* Records to use *
*** Block opens ***

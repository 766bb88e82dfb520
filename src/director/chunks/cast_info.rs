use binary_reader::{BinaryReader, Endian};
use crate::director::log_compat::console;

pub struct CastInfoChunk {
    pub raw_data: Vec<u8>,
}

impl CastInfoChunk {
    pub fn from_reader(reader: &mut BinaryReader) -> Result<CastInfoChunk, String> {
        let original_endian = reader.endian;
        reader.endian = Endian::Big;

        let mut raw_data = Vec::new();
        while let Ok(byte) = reader.read_u8() {
            raw_data.push(byte);
        }

        reader.endian = original_endian;

        console::log_1(
            &format!(
                "Cinf raw_data ({} bytes): {:?}",
                raw_data.len(),
                raw_data
                    .iter()
                    .map(|b| format!("{:02X}", b))
                    .collect::<Vec<String>>()
                    .join(" ")
            )
            .into(),
        );

        Ok(CastInfoChunk { raw_data })
    }
}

*** Block closes ***

* Instructions to follow *
Each line from the top of the data, up to and including the line that contains "let original_endian = reader.endian;", should be set down exactly.

* Solution to the problem *
repository 766bb88e82dfb520
filename src/director/chunks/cast_info.rs
use binary_reader::{BinaryReader, Endian};
use crate::director::log_compat::console;

pub struct CastInfoChunk {
    pub raw_data: Vec<u8>,
}

impl CastInfoChunk {
    pub fn from_reader(reader: &mut BinaryReader) -> Result<CastInfoChunk, String> {
        let original_endian = reader.endian;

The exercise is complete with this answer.